R: Sim, bem, mas primeiro nós tivemos de lutar pelos nossos direitos. Retirar a candidatura de Lula era admitir a acusação da direita, ajudada por uma parte do Poder Judiciário e dos meios de comunicação. Isso por um lado; foi uma decisão de princípios, além de humana, do próprio Lula, que é inocente. Mas, além disso, acredito que pragmaticamente não foi ruim, porque fez o apoio a Lula crescer, e uma parte disso será transferida a Haddad. Agora existem outros indicadores, como a queda da popularidade do juiz [Sergio] Moro, que iniciou a investigação da Lava Jato. No começo, 70 ou 80% das pessoas acreditavam que a Lava Jato era algo bom; hoje são 45 ou 50%.
“Haddad não é Lula, mas é um bom candidato, com muito apoio”
P: Há aqueles que acusam Haddad de que seu discurso é dirigido às classes médias, que ele ainda tem de aprender a falar com os pobres. O senhor acredita que os possíveis eleitores de Lula votarão nele?
R: Bem, não sei se pode transferir todo o seu capital político. Mas se transferir 60, 70%, é o suficiente para ganhar. E eu acredito que sim porque, além da crescente identificação entre Lula e Haddad, há o trabalho dos governadores e dos candidatos, que terá efeito sobre essa identificação. Além disso, porque, não esqueçamos, o candidato que se opõe não é simplesmente um candidato da direita; é um candidato extremista, com uma visão totalmente protofascista. Violento, com demonstrações públicas como se estivesse metralhando as pessoas... devemos esperar que uma parte do povo brasileiro desperte para o perigo representado por alguém tão divisionista.
P: Bolsonaro foi esfaqueado em um ato de campanha em 6 de setembro.
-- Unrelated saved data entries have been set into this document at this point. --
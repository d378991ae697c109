use thiserror::Error;

#[derive(Debug, Error)]
pub enum LmdbError {
    #[error("LMDB error: {0}")]
    Heed(String),

    #[error("I/O error: {0}")]
    Io(String),

    #[error("serialization error: {0}")]
    Serialization(String),

    #[error("schema error: {0}")]
    Schema(String),
}

impl From<heed::Error> for LmdbError {
    fn from(e: heed::Error) -> Self {
        LmdbError::Heed(e.to_string())
    }
}

impl From<bincode::Error> for LmdbError {
    fn from(e: bincode::Error) -> Self {
        LmdbError::Serialization(e.to_string())
    }
}

impl From<LmdbError> for presence_store::StoreError {
    fn from(e: LmdbError) -> Self {
        match e {
            LmdbError::Serialization(msg) => presence_store::StoreError::Serialization(msg),
            other => presence_store::StoreError::Backend(other.to_string()),
        }
    }
}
É um sinal da tensão da campanha? Quais as consequências que isso pode ter?
"Bolsonaro pode ter 28 ou 30% dos votos, mas não mais. Tem demasiada rejeição”
R: Minha impressão é que isso não mudou tão substancialmente quanto se temia. Acredito que na direita sim, muita gente que apoiava outros candidatos mais fracos passou a apoiar sua candidatura, então certamente superará o primeiro turno. E depois, não vou dizer que o atentado foi autoinfligido, mas há algo em que isso o beneficia, o fato de tê-lo afastado dos debates e entrevistas, nos quais ia muito mal. Pode chegar a 28, a 30% dos votos, mas não passará disso no segundo turno, porque é o candidato com mais rejeição. Considero razoável que no segundo turno possamos derrotá-lo. A corrente está a favor, e damos muita importância ao apoio recebido. Ontem tivemos um seminário com Felipe González, Baltasar Garzón e Juan Luis Cebrián. Zapatero esteve no Brasil recentemente com Dominique de Villepin, Noam Chomsky... São o tipo de vozes que talvez façam com que a elite brasileira pense duas vezes se queremos estar com eles ou com a onda internacional que representa, por exemplo, gente como Donald Trump.
P: O senhor está aqui para falar sobre como fortalecer a democracia. E cita Donald Trump e o movimento populista. Como vê o panorama mundial?
R: Vejo que o mundo está passando por um momento delicado. Os Estados Unidos, pela primeira vez desde a Segunda Guerra Mundial, não têm um projeto para o mundo. Poderia ser hipócrita ou não, mas antes havia um projeto. Trump também é um exemplo muito perigoso para quem quiser emulá-lo. Caso seu exemplo se multiplique, podemos caminhar rumo a um mundo muito perigoso.